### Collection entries
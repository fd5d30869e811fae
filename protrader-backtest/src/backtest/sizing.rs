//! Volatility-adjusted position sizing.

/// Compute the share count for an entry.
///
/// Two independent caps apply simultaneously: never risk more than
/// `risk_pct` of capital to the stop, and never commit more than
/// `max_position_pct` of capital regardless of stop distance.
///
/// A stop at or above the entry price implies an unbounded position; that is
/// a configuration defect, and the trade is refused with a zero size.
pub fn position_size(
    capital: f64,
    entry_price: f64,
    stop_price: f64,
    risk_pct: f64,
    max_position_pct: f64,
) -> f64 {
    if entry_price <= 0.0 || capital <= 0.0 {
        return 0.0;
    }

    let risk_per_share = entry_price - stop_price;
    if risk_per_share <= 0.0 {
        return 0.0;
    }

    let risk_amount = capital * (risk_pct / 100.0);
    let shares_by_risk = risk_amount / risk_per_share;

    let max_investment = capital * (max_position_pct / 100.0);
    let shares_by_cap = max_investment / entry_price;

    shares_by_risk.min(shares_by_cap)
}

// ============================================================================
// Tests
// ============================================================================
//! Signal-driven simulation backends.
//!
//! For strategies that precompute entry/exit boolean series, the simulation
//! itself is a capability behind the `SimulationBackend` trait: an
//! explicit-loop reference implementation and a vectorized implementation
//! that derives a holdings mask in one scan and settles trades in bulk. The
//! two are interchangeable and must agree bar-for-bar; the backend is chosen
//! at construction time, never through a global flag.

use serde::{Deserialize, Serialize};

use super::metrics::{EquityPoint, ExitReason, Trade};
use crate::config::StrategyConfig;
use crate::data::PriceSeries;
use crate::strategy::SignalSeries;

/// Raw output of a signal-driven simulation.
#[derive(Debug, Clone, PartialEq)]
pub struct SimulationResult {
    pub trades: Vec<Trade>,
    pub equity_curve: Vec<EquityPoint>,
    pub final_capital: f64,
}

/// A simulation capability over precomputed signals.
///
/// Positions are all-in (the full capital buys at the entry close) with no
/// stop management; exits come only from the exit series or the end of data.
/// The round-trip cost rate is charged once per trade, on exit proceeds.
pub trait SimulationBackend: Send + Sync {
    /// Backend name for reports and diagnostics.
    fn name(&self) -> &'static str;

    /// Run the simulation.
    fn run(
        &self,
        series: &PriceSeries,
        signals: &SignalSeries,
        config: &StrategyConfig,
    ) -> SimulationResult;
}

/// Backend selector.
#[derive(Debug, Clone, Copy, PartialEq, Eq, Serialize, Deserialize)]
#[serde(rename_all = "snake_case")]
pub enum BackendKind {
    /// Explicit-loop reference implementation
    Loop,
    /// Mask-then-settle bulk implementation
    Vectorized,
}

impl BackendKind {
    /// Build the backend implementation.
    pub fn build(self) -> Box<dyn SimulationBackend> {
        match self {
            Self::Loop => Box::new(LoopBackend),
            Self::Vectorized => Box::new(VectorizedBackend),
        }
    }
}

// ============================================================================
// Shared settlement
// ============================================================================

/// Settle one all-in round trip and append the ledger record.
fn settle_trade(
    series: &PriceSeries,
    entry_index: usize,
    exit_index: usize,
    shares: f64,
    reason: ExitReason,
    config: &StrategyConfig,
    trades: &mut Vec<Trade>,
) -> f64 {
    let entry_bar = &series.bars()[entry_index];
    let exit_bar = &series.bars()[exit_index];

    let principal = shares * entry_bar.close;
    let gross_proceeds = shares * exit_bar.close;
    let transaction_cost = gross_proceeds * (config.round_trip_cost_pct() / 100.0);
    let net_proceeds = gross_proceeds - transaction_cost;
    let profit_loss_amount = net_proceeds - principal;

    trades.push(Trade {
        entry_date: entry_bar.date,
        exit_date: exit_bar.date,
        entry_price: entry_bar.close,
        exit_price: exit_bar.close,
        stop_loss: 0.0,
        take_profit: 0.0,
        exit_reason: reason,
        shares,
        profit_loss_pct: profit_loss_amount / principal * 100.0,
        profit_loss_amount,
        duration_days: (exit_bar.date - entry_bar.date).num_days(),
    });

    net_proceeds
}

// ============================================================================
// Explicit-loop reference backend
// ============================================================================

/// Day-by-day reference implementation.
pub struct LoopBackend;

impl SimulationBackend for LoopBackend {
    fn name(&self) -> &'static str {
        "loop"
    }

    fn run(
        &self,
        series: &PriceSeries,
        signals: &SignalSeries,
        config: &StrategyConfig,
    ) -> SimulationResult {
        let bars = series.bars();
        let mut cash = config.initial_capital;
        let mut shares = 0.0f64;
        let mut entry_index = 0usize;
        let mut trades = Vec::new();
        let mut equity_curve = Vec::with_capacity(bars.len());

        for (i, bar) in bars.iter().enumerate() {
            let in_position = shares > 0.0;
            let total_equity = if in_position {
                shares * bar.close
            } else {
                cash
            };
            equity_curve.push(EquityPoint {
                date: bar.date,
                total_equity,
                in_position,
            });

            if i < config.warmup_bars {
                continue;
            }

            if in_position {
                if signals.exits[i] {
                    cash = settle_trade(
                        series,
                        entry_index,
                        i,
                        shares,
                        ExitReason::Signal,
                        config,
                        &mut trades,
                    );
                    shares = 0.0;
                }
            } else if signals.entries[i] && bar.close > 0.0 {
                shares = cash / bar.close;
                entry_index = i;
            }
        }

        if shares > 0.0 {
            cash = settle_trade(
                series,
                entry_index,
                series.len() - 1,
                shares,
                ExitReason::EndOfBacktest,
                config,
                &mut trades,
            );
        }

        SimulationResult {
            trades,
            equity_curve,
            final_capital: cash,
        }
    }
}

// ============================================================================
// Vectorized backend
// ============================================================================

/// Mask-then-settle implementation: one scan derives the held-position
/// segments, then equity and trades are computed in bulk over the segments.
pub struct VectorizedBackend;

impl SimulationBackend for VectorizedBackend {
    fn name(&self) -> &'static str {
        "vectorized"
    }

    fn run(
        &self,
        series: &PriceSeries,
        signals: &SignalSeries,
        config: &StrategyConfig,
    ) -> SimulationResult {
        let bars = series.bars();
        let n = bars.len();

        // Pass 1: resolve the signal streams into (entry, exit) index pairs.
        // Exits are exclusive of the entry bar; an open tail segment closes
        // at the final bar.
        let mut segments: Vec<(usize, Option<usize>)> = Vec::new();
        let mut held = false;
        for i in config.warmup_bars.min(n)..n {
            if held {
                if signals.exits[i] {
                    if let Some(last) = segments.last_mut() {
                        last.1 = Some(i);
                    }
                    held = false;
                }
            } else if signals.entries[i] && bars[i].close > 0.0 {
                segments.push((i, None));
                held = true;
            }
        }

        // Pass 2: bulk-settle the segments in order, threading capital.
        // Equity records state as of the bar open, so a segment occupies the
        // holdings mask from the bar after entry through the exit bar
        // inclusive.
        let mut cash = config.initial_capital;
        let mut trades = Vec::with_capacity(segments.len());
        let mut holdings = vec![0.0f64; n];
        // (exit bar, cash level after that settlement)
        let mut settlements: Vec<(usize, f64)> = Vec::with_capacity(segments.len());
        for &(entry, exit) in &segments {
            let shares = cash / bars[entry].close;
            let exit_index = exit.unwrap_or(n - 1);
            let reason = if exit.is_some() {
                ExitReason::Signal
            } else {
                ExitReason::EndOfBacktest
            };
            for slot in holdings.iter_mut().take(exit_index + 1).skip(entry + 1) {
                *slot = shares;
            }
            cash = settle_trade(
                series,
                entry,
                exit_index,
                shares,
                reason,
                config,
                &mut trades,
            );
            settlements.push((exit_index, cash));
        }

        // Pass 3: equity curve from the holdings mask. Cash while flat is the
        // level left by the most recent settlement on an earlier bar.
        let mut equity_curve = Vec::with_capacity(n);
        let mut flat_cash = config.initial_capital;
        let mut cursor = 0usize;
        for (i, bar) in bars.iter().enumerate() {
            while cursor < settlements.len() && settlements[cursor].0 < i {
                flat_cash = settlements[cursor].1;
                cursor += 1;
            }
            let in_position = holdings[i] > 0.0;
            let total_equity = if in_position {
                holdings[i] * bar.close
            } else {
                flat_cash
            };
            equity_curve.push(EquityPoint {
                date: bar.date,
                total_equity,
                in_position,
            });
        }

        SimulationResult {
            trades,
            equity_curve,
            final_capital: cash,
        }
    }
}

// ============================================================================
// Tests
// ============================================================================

---

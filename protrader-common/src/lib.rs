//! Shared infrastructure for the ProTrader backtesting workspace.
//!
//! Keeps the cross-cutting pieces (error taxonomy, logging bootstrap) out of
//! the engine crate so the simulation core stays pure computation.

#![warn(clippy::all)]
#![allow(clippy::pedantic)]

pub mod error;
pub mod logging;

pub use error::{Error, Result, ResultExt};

### ABOUT THIS TASK
Retype exactly, and only, the lines above from the one where "filename protrader-backtest/src/backtest/sizing.rs" occurs up to and including the one where "commit more than" occurs.

### YOUR RESPONSE
filename protrader-backtest/src/backtest/sizing.rs
//! Volatility-adjusted position sizing.

/// Compute the share count for an entry.
///
/// Two independent caps apply simultaneously: never risk more than
/// `risk_pct` of capital to the stop, and never commit more than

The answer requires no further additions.